▶ **Exercise prompt**: Write out exactly the lines from the start of the entries through the one that contains "arguments it needs.", including both.

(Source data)
*** Block opens ***

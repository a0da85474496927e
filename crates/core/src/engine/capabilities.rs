//! Hardware encoder capability detection.

use serde::{Deserialize, Serialize};
use std::process::Stdio;
use tokio::process::Command;

use super::config::EngineConfig;

/// Available hardware encoders detected on the system.
#[derive(Debug, Clone, Default, PartialEq, Eq, Serialize, Deserialize)]
pub struct EncoderCapabilities {
    /// NVIDIA NVENC H.264 available
    pub h264_nvenc: bool,
    /// AMD AMF H.264 available
    pub h264_amf: bool,
    /// Intel Quick Sync H.264 available
    pub h264_qsv: bool,
    /// Apple VideoToolbox H.264 available
    pub h264_videotoolbox: bool,
}

/// A hardware encoder and the arguments it needs.
#[derive(Debug, Clone, PartialEq, Eq)]
pub struct HardwareEncoder {
    /// Value for `-c:v`.
    pub encoder: &'static str,
    /// Decode acceleration method for `-hwaccel`, if any.
    pub hwaccel: Option<&'static str>,
    /// Quality arguments placed after the codec.
    pub quality_args: &'static [&'static str],
}

impl EncoderCapabilities {
    /// Detect available hardware encoders by probing ffmpeg.
    pub async fn detect(config: &EngineConfig) -> Self {
        let output = Command::new(&config.ffmpeg_path)
            .args(["-hide_banner", "-encoders"])
            .stdin(Stdio::null())
            .stdout(Stdio::piped())
            .stderr(Stdio::null())
            .output()
            .await;

        match output {
            Ok(o) if o.status.success() => Self::parse(&String::from_utf8_lossy(&o.stdout)),
            _ => Self::default(),
        }
    }

    /// Parses the output of `ffmpeg -encoders`.
    pub fn parse(encoders: &str) -> Self {
        Self {
            h264_nvenc: encoders.contains("h264_nvenc"),
            h264_amf: encoders.contains("h264_amf"),
            h264_qsv: encoders.contains("h264_qsv"),
            h264_videotoolbox: encoders.contains("h264_videotoolbox"),
        }
    }

    /// Check if any hardware encoder is available.
    pub fn has_hardware_encoder(&self) -> bool {
        self.h264_nvenc || self.h264_amf || self.h264_qsv || self.h264_videotoolbox
    }

    /// Preferred hardware encoder: NVENC, then AMF, then Quick Sync, then VideoToolbox.
    pub fn hardware_encoder(&self) -> Option<HardwareEncoder> {
        if self.h264_nvenc {
            return Some(HardwareEncoder {
                encoder: "h264_nvenc",
                hwaccel: Some("cuda"),
                quality_args: &["-preset", "p5"],
            });
        }
        if self.h264_amf {
            return Some(HardwareEncoder {
                encoder: "h264_amf",
                hwaccel: None,
                quality_args: &["-quality", "quality"],
            });
        }
        if self.h264_qsv {
            return Some(HardwareEncoder {
                encoder: "h264_qsv",
                hwaccel: Some("qsv"),
                quality_args: &["-global_quality", "23"],
            });
        }
        if self.h264_videotoolbox {
            return Some(HardwareEncoder {
                encoder: "h264_videotoolbox",
                hwaccel: Some("videotoolbox"),
                quality_args: &["-q:v", "65"],
            });
        }
        None
    }
}

#[cfg(test)]
mod tests {
    use super::*;

    const ENCODERS: &str = "\
 V....D libx264              libx264 H.264 / AVC / MPEG-4 AVC (codec h264)
 V....D h264_amf             AMD AMF H.264 Encoder (codec h264)
 V....D h264_qsv             H.264 / AVC / MPEG-4 AVC (Intel Quick Sync Video acceleration) (codec h264)
";

    #[test]
    fn test_default_capabilities() {
        let caps = EncoderCapabilities::default();
        assert!(!caps.h264_nvenc);
        assert!(!caps.has_hardware_encoder());
        assert!(caps.hardware_encoder().is_none());
    }

    #[test]
    fn test_parse_encoders_list() {
        let caps = EncoderCapabilities::parse(ENCODERS);
        assert!(caps.h264_amf);
        assert!(caps.h264_qsv);
        assert!(!caps.h264_nvenc);
        assert!(caps.has_hardware_encoder());
    }

    #[test]
    fn test_hardware_encoder_preference() {
        let caps = EncoderCapabilities::parse(ENCODERS);
        assert_eq!(caps.hardware_encoder().unwrap().encoder, "h264_amf");

        let nvidia = EncoderCapabilities {
            h264_nvenc: true,
            h264_qsv: true,
            ..Default::default()
        };
        let hw = nvidia.hardware_encoder().unwrap();
        assert_eq!(hw.encoder, "h264_nvenc");
        assert_eq!(hw.hwaccel, Some("cuda"));
    }
}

*** Block closes ***

▶ **Answer below**:
repository a0da85474496927e
filename crates/core/src/engine/capabilities.rs
//! Hardware encoder capability detection.

use serde::{Deserialize, Serialize};
use std::process::Stdio;
use tokio::process::Command;

use super::config::EngineConfig;

/// Available hardware encoders detected on the system.
#[derive(Debug, Clone, Default, PartialEq, Eq, Serialize, Deserialize)]
pub struct EncoderCapabilities {
    /// NVIDIA NVENC H.264 available
    pub h264_nvenc: bool,
    /// AMD AMF H.264 available
    pub h264_amf: bool,
    /// Intel Quick Sync H.264 available
    pub h264_qsv: bool,
    /// Apple VideoToolbox H.264 available
    pub h264_videotoolbox: bool,
}

/// A hardware encoder and the arguments it needs.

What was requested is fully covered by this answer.